Intervention
Linguistic relativism and grammar conservatism

Chomskyans like Steven Pinker make two claims that at first blush seem to make strange bedfellows. On the one hand, they argue that the differences between the natural languages humans use to communicate hide a common universal structure of thought or universal grammar, such that, in Pinker's words, learning to speak a natural language is a question of translating universal "mentalese" into whatever particular language one is brought up speaking.  On the other hand, Pinker thinks grammar conservatism, the urge to differentiate between correct and incorrect usage of a language, is mere snobbery.

On further examination, of course, the positions are not at all contradictory.  Obviously if the languages we learn to speak are all outward manifestations of a universal mentalese, then it hardly makes a difference whether we say "aren't "or "ain't" or use object pronouns in subject clauses, since all these expressions are equally ephemeral expressions of a common linguistic bedrock. I wonder, then, if the complementary pairing is equally true. If one remains unconvinced by the arguments for the generative grammar, will one also be less tolerant of deviations from standard usage, more inclined to grammatical snobbery?

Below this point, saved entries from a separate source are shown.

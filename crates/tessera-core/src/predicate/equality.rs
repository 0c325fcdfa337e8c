use super::{unsupported, Matcher, Predicate};
use crate::block::Block;
use crate::column::{Integer, MultiColumn};
use crate::errors::Result;
use crate::store::Store;

/// Row matches if its value (or, for multi-value columns, any of its
/// values) is one of the requested values.
#[derive(Debug, Clone)]
pub struct InSet<T> {
    column: String,
    values: Vec<T>,
}

pub type ByteIn = InSet<i8>;
pub type ShortIn = InSet<i16>;
pub type IntIn = InSet<i32>;
pub type LongIn = InSet<i64>;

impl<T: Integer> InSet<T> {
    pub fn new(column: impl Into<String>, values: impl IntoIterator<Item = T>) -> Self {
        Self {
            column: column.into(),
            values: values.into_iter().collect(),
        }
    }
}

/// Membership structure built once per query. Narrow domains use a direct
/// presence table indexed by value; wide ones binary-search a sorted copy.
#[derive(Debug)]
enum Lookup<T> {
    Plain { present: Vec<bool>, negatives: Vec<T> },
    Sorted(Vec<T>),
}

impl<T: Integer> Lookup<T> {
    fn new(sorted: &[T]) -> Self {
        if T::WIDTH > 2 {
            return Lookup::Sorted(sorted.to_vec());
        }

        let max: i64 = sorted.last().map_or(-1, |v| (*v).into());
        let mut present = vec![false; (max + 1).max(0) as usize];
        let mut negatives = Vec::new();
        for v in sorted {
            let wide: i64 = (*v).into();
            if wide >= 0 {
                present[wide as usize] = true;
            } else {
                negatives.push(*v);
            }
        }
        Lookup::Plain { present, negatives }
    }

    #[inline]
    fn contains(&self, value: T) -> bool {
        match self {
            Lookup::Plain { present, negatives } => {
                let wide: i64 = value.into();
                if wide >= 0 {
                    present.get(wide as usize).copied().unwrap_or(false)
                } else {
                    negatives.binary_search(&value).is_ok()
                }
            }
            Lookup::Sorted(sorted) => sorted.binary_search(&value).is_ok(),
        }
    }
}

struct ScalarIn<'s, T> {
    column: usize,
    values: &'s [T],
    lookup: Lookup<T>,
    gate: Vec<i64>,
}

impl<T: Integer> Matcher for ScalarIn<'_, T> {
    fn check_block(&self, block: &Block) -> bool {
        block.stats(self.column).admits_any(&self.gate)
    }

    #[inline]
    fn check_value(&self, position: usize) -> bool {
        self.lookup.contains(self.values[position])
    }
}

struct MultiIn<'s, T> {
    column: usize,
    values: &'s MultiColumn<T>,
    lookup: Lookup<T>,
    gate: Vec<i64>,
}

impl<T: Integer> Matcher for MultiIn<'_, T> {
    fn check_block(&self, block: &Block) -> bool {
        block.stats(self.column).admits_any(&self.gate)
    }

    fn check_value(&self, position: usize) -> bool {
        self.values
            .row(position)
            .iter()
            .any(|v| self.lookup.contains(*v))
    }
}

impl<T: Integer> Predicate for InSet<T> {
    fn prepare<'s>(&self, store: &'s Store) -> Result<Box<dyn Matcher + 's>> {
        let (index, column) = store.resolve(&self.column)?;

        let mut sorted = self.values.clone();
        sorted.sort_unstable();
        sorted.dedup();
        let gate: Vec<i64> = sorted.iter().map(|v| (*v).into()).collect();
        let lookup = Lookup::new(&sorted);

        if let Some(buffer) = T::scalar(column.data()) {
            return Ok(Box::new(ScalarIn {
                column: index,
                values: buffer.as_slice(),
                lookup,
                gate,
            }));
        }
        if let Some(multi) = T::multi(column.data()) {
            return Ok(Box::new(MultiIn {
                column: index,
                values: multi,
                lookup,
                gate,
            }));
        }
        Err(unsupported(column, "equality with this element width"))
    }
}
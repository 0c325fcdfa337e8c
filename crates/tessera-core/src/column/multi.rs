use std::cmp::Ordering;
use std::io::{Read, Write};
use std::ops::Range;

use super::buffer::{GrowBuffer, Primitive};
use crate::errors::{Result, TesseraError};

/// Variable-length lists of `T`, one list per row.
///
/// `index[i]` is the offset of row i's first value in `data`; the row ends
/// where the next one starts, or at `data.len()` for the last row.
#[derive(Debug, Clone)]
pub struct MultiColumn<T> {
    index: GrowBuffer<i32>,
    data: GrowBuffer<T>,
}

pub(crate) fn offset_of(len: usize) -> Result<i32> {
    i32::try_from(len).map_err(|_| {
        TesseraError::Other(format!(
            "multi-value data of {} elements exceeds the i32 offset range",
            len
        ))
    })
}

/// Row bounds shared by every index/data column pair.
#[inline]
pub(crate) fn row_range(index: &[i32], data_len: usize, row: usize) -> Range<usize> {
    let start = index[row] as usize;
    let end = index.get(row + 1).map_or(data_len, |next| *next as usize);
    start..end
}

impl<T: Primitive> MultiColumn<T> {
    pub fn new(increment: usize) -> Self {
        Self {
            index: GrowBuffer::new(increment),
            data: GrowBuffer::new(increment),
        }
    }

    pub fn len(&self) -> usize {
        self.index.len()
    }

    pub fn is_empty(&self) -> bool {
        self.index.is_empty()
    }

    pub fn add(&mut self, values: &[T]) -> Result<()> {
        let start = offset_of(self.data.len())?;
        offset_of(self.data.len() + values.len())?;
        self.index.push(start);
        self.data.extend_from_slice(values);
        Ok(())
    }

    pub fn get(&self, row: usize) -> Result<&[T]> {
        if row >= self.len() {
            return Err(TesseraError::OutOfBounds {
                position: row,
                len: self.len(),
            });
        }
        Ok(self.row(row))
    }

    /// Unchecked-by-Result variant for hot loops; panics past the end.
    #[inline]
    pub fn row(&self, row: usize) -> &[T] {
        &self.data.as_slice()[row_range(self.index.as_slice(), self.data.len(), row)]
    }

    pub fn offsets(&self) -> &[i32] {
        self.index.as_slice()
    }

    pub fn values(&self) -> &[T] {
        self.data.as_slice()
    }

    pub fn compare(&self, a: usize, b: usize) -> Ordering {
        let (left, right) = (self.row(a), self.row(b));
        for (x, y) in left.iter().zip(right) {
            match x.order(y) {
                Ordering::Equal => continue,
                other => return other,
            }
        }
        left.len().cmp(&right.len())
    }

    pub fn truncate(&mut self, rows: usize) {
        if rows >= self.len() {
            return;
        }
        let data_len = self.index.as_slice()[rows] as usize;
        self.index.truncate(rows);
        self.data.truncate(data_len);
    }

    pub fn compact(&mut self) {
        self.index.compact();
        self.data.compact();
    }

    pub fn memory_estimate(&self) -> usize {
        self.index.memory_estimate() + self.data.memory_estimate()
    }

    pub fn save<W: Write>(&self, writer: &mut W) -> Result<()> {
        self.index.save(writer)?;
        self.data.save(writer)
    }

    pub fn load<R: Read>(reader: &mut R, increment: usize) -> Result<Self> {
        let index = GrowBuffer::<i32>::load(reader, increment)?;
        let data = GrowBuffer::<T>::load(reader, increment)?;
        validate_offsets(index.as_slice(), data.len())?;
        Ok(Self { index, data })
    }
}

pub(crate) fn validate_offsets(index: &[i32], data_len: usize) -> Result<()> {
    let mut previous = 0i32;
    for &offset in index {
        if offset < previous || offset as usize > data_len {
            return Err(TesseraError::Corrupt(format!(
                "invalid multi-value offset {} (data length {})",
                offset, data_len
            )));
        }
        previous = offset;
    }
    if index.first().is_some_and(|first| *first != 0) {
        return Err(TesseraError::Corrupt(
            "multi-value index must start at offset 0".into(),
        ));
    }
    Ok(())
}

#[cfg(test)]
mod tests {
    use super::*;
    use std::io::Cursor;

    fn sample() -> MultiColumn<i32> {
        let mut column = MultiColumn::new(2);
        column.add(&[1, 2]).unwrap();
        column.add(&[11, 12]).unwrap();
        column.add(&[]).unwrap();
        column.add(&[33, 12, 7]).unwrap();
        column
    }

    #[test]
    fn test_row_boundaries() {
        let column = sample();
        assert_eq!(column.len(), 4);
        assert_eq!(column.get(0).unwrap(), &[1, 2]);
        assert_eq!(column.get(1).unwrap(), &[11, 12]);
        assert!(column.get(2).unwrap().is_empty());
        assert_eq!(column.get(3).unwrap(), &[33, 12, 7]);
        assert!(column.get(4).is_err());
        assert_eq!(column.offsets(), &[0, 2, 4, 4]);
    }

    #[test]
    fn test_compare_is_lexicographic() {
        let column = sample();
        assert_eq!(column.compare(0, 1), Ordering::Less);
        assert_eq!(column.compare(2, 0), Ordering::Less);
        assert_eq!(column.compare(3, 3), Ordering::Equal);
    }

    #[test]
    fn test_truncate_drops_rows_and_data() {
        let mut column = sample();
        column.truncate(2);
        assert_eq!(column.len(), 2);
        assert_eq!(column.values(), &[1, 2, 11, 12]);
    }

    #[test]
    fn test_save_and_load() {
        let column = sample();
        let mut bytes = Vec::new();
        column.save(&mut bytes).unwrap();

        let loaded = MultiColumn::<i32>::load(&mut Cursor::new(bytes), 16).unwrap();
        assert_eq!(loaded.len(), 4);
        for row in 0..4 {
            assert_eq!(loaded.get(row).unwrap(), column.get(row).unwrap());
        }
    }

    #[test]
    fn test_load_rejects_decreasing_offsets() {
        let mut bytes = Vec::new();
        GrowBuffer::from_vec(vec![0i32, 3, 1], 1).save(&mut bytes).unwrap();
        GrowBuffer::from_vec(vec![1i32, 2, 3], 1).save(&mut bytes).unwrap();
        let result = MultiColumn::<i32>::load(&mut Cursor::new(bytes), 1);
        assert!(matches!(result, Err(TesseraError::Corrupt(_))));
    }
}
use serde::{Deserialize, Serialize};
use std::fs;
use std::path::Path;

use crate::errors::{Result, TesseraError};

#[derive(Debug, Clone, PartialEq, Eq, Serialize, Deserialize)]
#[serde(default)]
pub struct StoreConfig {
    /// Rows per block. A block is sealed once it holds this many rows.
    pub block_capacity: usize,
    /// Growth increment for columns whose definition does not set one.
    pub default_increment: usize,
    /// Decode column payloads on the rayon pool when loading.
    pub parallel_load: bool,
}

impl Default for StoreConfig {
    fn default() -> Self {
        Self {
            block_capacity: 65536,
            default_increment: 65536,
            parallel_load: true,
        }
    }
}

impl StoreConfig {
    pub fn with_block_capacity(block_capacity: usize) -> Self {
        Self {
            block_capacity,
            ..Default::default()
        }
    }

    pub fn validate(&self) -> Result<()> {
        if self.block_capacity == 0 {
            return Err(TesseraError::Other(
                "block_capacity must be greater than zero".into(),
            ));
        }
        if self.default_increment == 0 {
            return Err(TesseraError::Other(
                "default_increment must be greater than zero".into(),
            ));
        }
        Ok(())
    }

    pub fn load_from_file<P: AsRef<Path>>(path: P) -> Result<Self> {
        let content = fs::read_to_string(path)?;
        let config: StoreConfig = serde_yaml::from_str(&content)?;
        config.validate()?;
        Ok(config)
    }

    pub fn save_to_file<P: AsRef<Path>>(&self, path: P) -> Result<()> {
        let content = serde_yaml::to_string(self)?;
        fs::write(path, content)?;
        Ok(())
    }
}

Test case of one: I remain deeply skeptical of the notion that using a natural language means translating from a universal mentalese, and am much more inclined to accept at least some degree of linguistic relativism: the idea that the languages we speak have the capacity to color how we perceive the world.  And sure enough, I am an unrelenting grammar snob.  Many have been the occasions when I have stopped myself in mid-correction of my son (or worse, one of his friends), as he sows his sentences with superfluous "likes" or starts a phrase at the end with a "me and him," and wondered self-critically if my urge to wrench his speech into proper usage is nothing other than a symptom of the onset of curmudgeonly age, ill-befitting a more tolerant political disposition.

But perhaps there is something to this parallel after all.  If Pinker feels free to embrace all usage as equal, it is precisely because, for a universal grammarian, all usage is equal—equally unimportant, that is. But if one remains unanchored by the comforting certainty that humans share a common linguistic bond, does not the urge to cling to local rules and structures begin to make more sense? And this would be the case even if one accepted, as I do, that in the long run one's own language is doomed to the same inexorable fate that all languages succumb to: evolution, transformation, or even eventual extinction. In fact, it is precisely because I know this that I cringe all the more when I hear Lady Gaga sing "you and me could write a bad romance." (With grammar like that, what else could it be?)

So, in a nutshell: yes, different linguistic communities have different standards, and there is no neutral arbiter to distinguish one as superior to another.  Yet the same linguistic communities are often part of larger communities with institutions dedicated to the impossible task of freezing language long enough to establish standards and defend them, futilely, against their inevitable demise.  While by definition conservative and certainly more readily available to children of privilege, I do not believe these standards automatically translate into a political conservatism, just as being grammatically-challenged is no guarantee of a progressive political character.  Rather, I believe that some torchbearers in any linguistic community, the educators being the most likely candidates, will inevitably cling to these standards and endeavor to preserve them.  Just as inevitably, usage will adjust, and the standards will eventually follow suit.  

As with ethical arguments, then, the assumption that the nonexistence of objective, independent absolutes leads to moral anarchy is false; people are and will remain committed to ethical norms as determined largely by their communities, and these norms can and do change, but only with difficulty. The fact that these norms are not the expression of an underlying universal law does not make them any weaker, though. Like grammar conservatism in the face of linguistic relativism, they are probably all the tenacious because they are on their own.